Dropbox Zero-Day Vulnerability

In mid-September a vulnerability was unearthed within the DropboxUpdater service by security researchers Decoder and Chris Danieli. The vulnerability allowed a standard local user to gain elevated permissions and then overwrite/delete any files that they want.

 

This is a security issue as it prevents the use of levels of access as a deterrent, as once an attacker gains access to any local account on the computer, they would be able to access the UpdateService logs and then exploit the program into giving them SYSTEM level administrator privileges. In addition to allowing them to access a SYSTEM level command-line interface, giving an unauthorised user full access to the system or network.

 

This vulnerability is a Zero-Day vulnerability and therefore means that once discovered the company is notified but the public are not. However, if the company fixes the issue before the deadline then it becomes public knowledge.

 

While if they do not manage to fix the issue then it again becomes public knowledge however it could be seen as a negative point for the company due to the company not having a fix ready.

 

The vulnerability is only an issue for Windows devices and therefore doesn’t affect every device that Dropbox is installed onto. Although Windows users account for over 66% of all Dropbox users, making this a more serious issue for Dropbox.

 

Dropbox has commented on this issue and stated that they were made aware of the issue via their Bug Bounty programme on September 18th.

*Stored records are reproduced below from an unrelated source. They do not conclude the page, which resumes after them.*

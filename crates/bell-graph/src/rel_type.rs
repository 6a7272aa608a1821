//! Relationship types.

use std::fmt;
use std::hash::{Hash, Hasher};

use bell_core::Uri;
use serde::{Deserialize, Serialize};

/// A kind of relationship, identified by its URI.
///
/// Temporal types keep a dated state log on every edge and hide links whose
/// state on the graph's evaluation date is not active. Plain types never
/// filter.
#[derive(Debug, Clone, Serialize, Deserialize)]
pub struct RelationshipType {
    pub uri: Uri,
    #[serde(default)]
    pub temporal: bool,
}

impl RelationshipType {
    #[must_use]
    pub const fn new(uri: Uri) -> Self {
        Self {
            uri,
            temporal: false,
        }
    }

    #[must_use]
    pub const fn temporal(uri: Uri) -> Self {
        Self {
            uri,
            temporal: true,
        }
    }

    #[must_use]
    pub fn as_str(&self) -> &str {
        self.uri.as_str()
    }
}

impl PartialEq for RelationshipType {
    fn eq(&self, other: &Self) -> bool {
        self.uri == other.uri
    }
}

impl Eq for RelationshipType {}

impl Hash for RelationshipType {
    fn hash<H: Hasher>(&self, state: &mut H) {
        self.uri.hash(state);
    }
}

impl fmt::Display for RelationshipType {
    fn fmt(&self, f: &mut fmt::Formatter<'_>) -> fmt::Result {
        write!(f, "{}", self.uri)
    }
}
//! Timetable schemas: the shape a timetable is created from.

use std::collections::{BTreeMap, HashMap, HashSet};

use chrono_tz::Tz;
use serde::{Deserialize, Serialize};
use tracing::debug;

use crate::error::TimetableError;
use crate::model::{DayPeriods, TimetableModel};
use crate::term::Term;
use crate::timetable::{Timetable, TimetableDay};

// ---------------------------------------------------------------------------
// Period
// ---------------------------------------------------------------------------

/// A named period within a timetable day.
#[derive(Debug, Clone, PartialEq, Eq, Hash, Serialize, Deserialize)]
pub struct Period {
    pub id: String,
    #[serde(default, skip_serializing_if = "Option::is_none")]
    pub activity_type: Option<String>,
}

impl Period {
    #[must_use]
    pub fn new(id: impl Into<String>, activity_type: Option<&str>) -> Self {
        Self {
            id: id.into(),
            activity_type: activity_type.map(str::to_string),
        }
    }
}

impl From<&str> for Period {
    fn from(id: &str) -> Self {
        Self::new(id, None)
    }
}

impl std::fmt::Display for Period {
    fn fmt(&self, f: &mut std::fmt::Formatter<'_>) -> std::fmt::Result {
        f.write_str(&self.id)
    }
}

// ---------------------------------------------------------------------------
// TimetableSchemaDay
// ---------------------------------------------------------------------------

/// The ordered periods of a day and which of them are homeroom periods.
#[derive(Debug, Clone, PartialEq, Eq, Serialize, Deserialize)]
pub struct TimetableSchemaDay {
    periods: Vec<Period>,
    homeroom: Vec<String>,
}

impl TimetableSchemaDay {
    /// # Errors
    ///
    /// Returns `TimetableError::DuplicatePeriod` if two periods share an id,
    /// and `TimetableError::InvalidHomeroom` if a homeroom id is not one of
    /// `periods`.
    pub fn new<I, S>(periods: Vec<Period>, homeroom: I) -> Result<Self, TimetableError>
    where
        I: IntoIterator<Item = S>,
        S: Into<String>,
    {
        if let Some(id) = first_duplicate(periods.iter().map(|p| p.id.as_str())) {
            return Err(TimetableError::DuplicatePeriod(id.to_string()));
        }
        let mut homeroom: Vec<String> = homeroom.into_iter().map(Into::into).collect();
        if let Some(bad) = homeroom.iter().find(|id| !periods.iter().any(|p| p.id == **id)) {
            return Err(TimetableError::InvalidHomeroom(bad.clone()));
        }
        homeroom.sort();
        homeroom.dedup();
        Ok(Self { periods, homeroom })
    }

    /// A day with no homeroom periods.
    ///
    /// # Errors
    ///
    /// Returns `TimetableError::DuplicatePeriod` if two periods share an id.
    pub fn with_periods<I, P>(periods: I) -> Result<Self, TimetableError>
    where
        I: IntoIterator<Item = P>,
        P: Into<Period>,
    {
        Self::new(periods.into_iter().map(Into::into).collect(), std::iter::empty::<String>())
    }

    #[must_use]
    pub fn periods(&self) -> &[Period] {
        &self.periods
    }

    #[must_use]
    pub fn homeroom(&self) -> &[String] {
        &self.homeroom
    }

    #[must_use]
    pub fn is_homeroom(&self, period_id: &str) -> bool {
        self.homeroom.iter().any(|id| id == period_id)
    }
}

// ---------------------------------------------------------------------------
// TimetableSchema
// ---------------------------------------------------------------------------

/// Day ids, their periods, the model that sequences them and a timezone.
#[derive(Debug, Clone)]
pub struct TimetableSchema {
    pub title: String,
    day_ids: Vec<String>,
    days: HashMap<String, TimetableSchemaDay>,
    pub model: TimetableModel,
    pub timezone: Tz,
}

impl TimetableSchema {
    /// # Errors
    ///
    /// Returns `TimetableError::DuplicateDay` if a day id is listed twice.
    pub fn new(
        title: impl Into<String>,
        day_ids: Vec<String>,
        model: TimetableModel,
        timezone: Tz,
    ) -> Result<Self, TimetableError> {
        if let Some(id) = first_duplicate(day_ids.iter().map(String::as_str)) {
            return Err(TimetableError::DuplicateDay(id.to_string()));
        }
        Ok(Self {
            title: title.into(),
            day_ids,
            days: HashMap::new(),
            model,
            timezone,
        })
    }

    #[must_use]
    pub fn day_ids(&self) -> &[String] {
        &self.day_ids
    }

    /// # Errors
    ///
    /// Returns `TimetableError::UnknownDay` if `day_id` is not declared.
    pub fn set_day(&mut self, day_id: &str, day: TimetableSchemaDay) -> Result<(), TimetableError> {
        if !self.day_ids.iter().any(|id| id == day_id) {
            return Err(TimetableError::UnknownDay(day_id.to_string()));
        }
        self.days.insert(day_id.to_string(), day);
        Ok(())
    }

    /// # Errors
    ///
    /// Returns `TimetableError::UnknownDay` if `day_id` has no day.
    pub fn day(&self, day_id: &str) -> Result<&TimetableSchemaDay, TimetableError> {
        self.days
            .get(day_id)
            .ok_or_else(|| TimetableError::UnknownDay(day_id.to_string()))
    }

    /// Days in declaration order.
    pub fn days(&self) -> impl Iterator<Item = (&str, &TimetableSchemaDay)> {
        self.day_ids
            .iter()
            .filter_map(|id| self.days.get(id).map(|day| (id.as_str(), day)))
    }

    /// Build an empty timetable for `term`.
    ///
    /// Periods and homeroom markers are copied, as are the model and the
    /// timezone, so later changes to the schema do not reach the timetable.
    ///
    /// # Errors
    ///
    /// Returns `TimetableError::ShapeMismatch` if a day id has no day, or a
    /// day id the model uses is not declared by the schema.
    pub fn create_timetable(&self, title: impl Into<String>, term: Term) -> Result<Timetable, TimetableError> {
        if let Some(missing) = self.day_ids.iter().find(|id| !self.days.contains_key(id.as_str())) {
            return Err(TimetableError::ShapeMismatch(format!(
                "day '{missing}' of schema '{}' has no periods assigned",
                self.title
            )));
        }
        if let Some(unknown) = self.model.day_ids().iter().find(|id| !self.day_ids.contains(id)) {
            return Err(TimetableError::ShapeMismatch(format!(
                "model day id '{unknown}' is not a day of schema '{}'",
                self.title
            )));
        }
        let days = self
            .days()
            .map(|(id, day)| {
                (
                    id.to_string(),
                    TimetableDay::new(day.periods().to_vec(), day.homeroom().to_vec()),
                )
            })
            .collect();
        let timetable = Timetable::from_parts(
            title.into(),
            self.day_ids.clone(),
            days,
            self.model.clone(),
            self.timezone,
            term,
        );
        debug!(schema = %self.title, timezone = %self.timezone, days = self.day_ids.len(), "created timetable");
        Ok(timetable)
    }
}

impl DayPeriods for TimetableSchema {
    fn day_periods(&self, day_id: &str) -> Option<&[Period]> {
        self.days.get(day_id).map(TimetableSchemaDay::periods)
    }
}

/// Structural equality; the title is not part of the shape.
impl PartialEq for TimetableSchema {
    fn eq(&self, other: &Self) -> bool {
        self.day_ids == other.day_ids
            && self.days == other.days
            && self.model == other.model
            && self.timezone == other.timezone
    }
}

impl Eq for TimetableSchema {}

// ---------------------------------------------------------------------------
// TimetableSchemaContainer
// ---------------------------------------------------------------------------

/// Named schemas, one of which may be the default.
#[derive(Debug, Clone, Default)]
pub struct TimetableSchemaContainer {
    schemas: BTreeMap<String, TimetableSchema>,
    default_id: Option<String>,
}

impl TimetableSchemaContainer {
    #[must_use]
    pub fn new() -> Self {
        Self::default()
    }

    /// Store a schema. The first schema stored becomes the default.
    pub fn insert(&mut self, id: impl Into<String>, schema: TimetableSchema) -> Option<TimetableSchema> {
        let id = id.into();
        if self.default_id.is_none() {
            self.default_id = Some(id.clone());
        }
        self.schemas.insert(id, schema)
    }

    /// Remove a schema; removing the default leaves no default.
    pub fn remove(&mut self, id: &str) -> Option<TimetableSchema> {
        if self.default_id.as_deref() == Some(id) {
            self.default_id = None;
        }
        self.schemas.remove(id)
    }

    #[must_use]
    pub fn get(&self, id: &str) -> Option<&TimetableSchema> {
        self.schemas.get(id)
    }

    #[must_use]
    pub fn default_id(&self) -> Option<&str> {
        self.default_id.as_deref()
    }

    /// # Errors
    ///
    /// Returns `TimetableError::UnknownSchema` if no schema is stored as `id`.
    pub fn set_default_id(&mut self, id: Option<&str>) -> Result<(), TimetableError> {
        match id {
            Some(id) if !self.schemas.contains_key(id) => Err(TimetableError::UnknownSchema(id.to_string())),
            _ => {
                self.default_id = id.map(str::to_string);
                Ok(())
            }
        }
    }

    #[must_use]
    pub fn default_schema(&self) -> Option<&TimetableSchema> {
        self.default_id.as_deref().and_then(|id| self.schemas.get(id))
    }

    pub fn iter(&self) -> impl Iterator<Item = (&str, &TimetableSchema)> {
        self.schemas.iter().map(|(id, schema)| (id.as_str(), schema))
    }

    #[must_use]
    pub fn len(&self) -> usize {
        self.schemas.len()
    }

    #[must_use]
    pub fn is_empty(&self) -> bool {
        self.schemas.is_empty()
    }
}

fn first_duplicate<'a>(ids: impl IntoIterator<Item = &'a str>) -> Option<&'a str> {
    let mut seen = HashSet::new();
    ids.into_iter().find(|id| !seen.insert(*id))
}
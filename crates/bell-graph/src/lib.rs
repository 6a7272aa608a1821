//! # bell-graph
//!
//! A typed, bidirectional relationship graph between school entities.
//!
//! Relationships are stored as pairs of [`Link`]s, one in each
//! participant's [`LinkSet`]. Creating or breaking a relationship goes
//! through registered [`RelationshipValidator`]s, which may veto it, and
//! then notifies [`RelationshipObserver`]s. Temporal relationship types
//! carry a dated state log per edge and hide edges that are not active on
//! the graph's evaluation date.
//!
//! ```
//! use bell_config::RelationshipConfig;
//! use bell_core::EntityRef;
//! use bell_graph::{MEMBERSHIP, RelationshipGraph};
//! use chrono::NaiveDate;
//!
//! let today = NaiveDate::from_ymd_opt(2024, 9, 1).unwrap();
//! let mut graph = RelationshipGraph::with_standard_validators(&RelationshipConfig::default(), today);
//! let pupil = EntityRef::person("jonas");
//! let class = EntityRef::group("5a");
//! MEMBERSHIP.relate(&mut graph, &[("member", &pupil), ("group", &class)])?;
//! assert_eq!(MEMBERSHIP.query(&graph, ("member", &pupil))?, vec![class]);
//! # Ok::<(), bell_graph::RelationshipError>(())
//! ```

mod error;
mod events;
mod graph;
mod link;
mod rel_type;
mod schema;
mod temporal;
pub mod validators;
pub mod vocabulary;

pub use error::RelationshipError;
pub use events::{EventPhase, RelationshipEvent, RelationshipMatch, RelationshipObserver, RelationshipValidator};
pub use graph::{Party, RelationshipGraph, SharedState};
pub use link::{EdgeId, Link, LinkSet};
pub use rel_type::RelationshipType;
pub use schema::{BoundRelationship, DatedRelationship, RelationshipInfo, RelationshipProperty, RelationshipSchema};
pub use temporal::{DEFAULT_CODE, StateEntry, TemporalState};
pub use validators::is_transitive_member;
pub use vocabulary::*;
//! URI identifiers for relationship types and roles.
//!
//! A `Uri` carries a machine identifier plus a human name and description.
//! Identity is the identifier alone: two `Uri`s with the same `uri` compare
//! and hash equally whatever their names say. The standard vocabulary is
//! declared as `const` values; hosts may mint more at runtime.

use std::borrow::Cow;
use std::cmp::Ordering;
use std::fmt;
use std::hash::{Hash, Hasher};

use schemars::JsonSchema;
use serde::{Deserialize, Serialize};

#[derive(Debug, Clone, Serialize, Deserialize, JsonSchema)]
pub struct Uri {
    uri: Cow<'static, str>,
    name: Cow<'static, str>,
    #[serde(default)]
    description: Cow<'static, str>,
}

impl Uri {
    /// A compile-time URI.
    #[must_use]
    pub const fn from_static(
        uri: &'static str,
        name: &'static str,
        description: &'static str,
    ) -> Self {
        Self {
            uri: Cow::Borrowed(uri),
            name: Cow::Borrowed(name),
            description: Cow::Borrowed(description),
        }
    }

    /// A URI minted at runtime.
    #[must_use]
    pub fn new(uri: impl Into<String>, name: impl Into<String>) -> Self {
        Self {
            uri: Cow::Owned(uri.into()),
            name: Cow::Owned(name.into()),
            description: Cow::Borrowed(""),
        }
    }

    #[must_use]
    pub fn with_description(mut self, description: impl Into<String>) -> Self {
        self.description = Cow::Owned(description.into());
        self
    }

    #[must_use]
    pub fn as_str(&self) -> &str {
        &self.uri
    }

    #[must_use]
    pub fn name(&self) -> &str {
        &self.name
    }

    #[must_use]
    pub fn description(&self) -> &str {
        &self.description
    }
}

impl PartialEq for Uri {
    fn eq(&self, other: &Self) -> bool {
        self.uri == other.uri
    }
}

impl Eq for Uri {}

impl Hash for Uri {
    fn hash<H: Hasher>(&self, state: &mut H) {
        self.uri.hash(state);
    }
}

impl PartialOrd for Uri {
    fn partial_cmp(&self, other: &Self) -> Option<Ordering> {
        Some(self.cmp(other))
    }
}

impl Ord for Uri {
    fn cmp(&self, other: &Self) -> Ordering {
        self.uri.cmp(&other.uri)
    }
}

impl fmt::Display for Uri {
    fn fmt(&self, f: &mut fmt::Formatter<'_>) -> fmt::Result {
        f.write_str(&self.uri)
    }
}
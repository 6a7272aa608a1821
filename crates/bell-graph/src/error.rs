use bell_core::EntityId;
use chrono::NaiveDate;

/// Errors raised by the relationship engine.
///
/// Every error is raised before the graph is touched, so a failed call
/// leaves links, shared state and temporal history exactly as they were.
#[derive(Debug, thiserror::Error)]
pub enum RelationshipError {
    /// An identical edge already exists between the two participants.
    #[error("{entity} is already related to {target} as {role} ({rel_type})")]
    Duplicate {
        entity: EntityId,
        target: EntityId,
        role: String,
        rel_type: String,
    },

    /// A validator vetoed the operation. The message is shown verbatim.
    #[error("{0}")]
    Invalid(String),

    /// Neither half of the requested edge exists.
    #[error("no {rel_type} relationship between {a} and {b}")]
    NoSuchRelationship { rel_type: String, a: EntityId, b: EntityId },

    /// A schema or property was called with the wrong party names.
    #[error("usage error: {0}")]
    Usage(String),

    /// A temporal state entry predates the last recorded entry.
    #[error("state for {date} predates the last recorded state on {last}")]
    StateOutOfOrder { date: NaiveDate, last: NaiveDate },

    #[error("link '{0}' does not belong to this link set")]
    LinkNotFound(String),

    #[error("an identical link to {0} is already in this link set")]
    DuplicateLink(EntityId),
}

impl RelationshipError {
    /// Duplicates count as invalid relationships, so hosts can treat both
    /// as "the user asked for something that cannot be".
    #[must_use]
    pub const fn is_invalid(&self) -> bool {
        matches!(self, Self::Duplicate { .. } | Self::Invalid(_))
    }

    pub(crate) fn invalid(message: impl Into<String>) -> Self {
        Self::Invalid(message.into())
    }
}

However, they are yet to find a solution to the vulnerability but have promised that a fix will be available in the coming weeks.

 

Finally, if you are worried that this could happen to you, then the most important part to note would be that an unauthorised individual would need to access your local machine and then access one of the accounts on that computer itself, making personal computers difficult to exploit.

 

In addition to this a company called oPatch has released a micro-patch which can temporarily disable the Dropbox logging feature which enables this vulnerability to be exploited, until the final fix is released.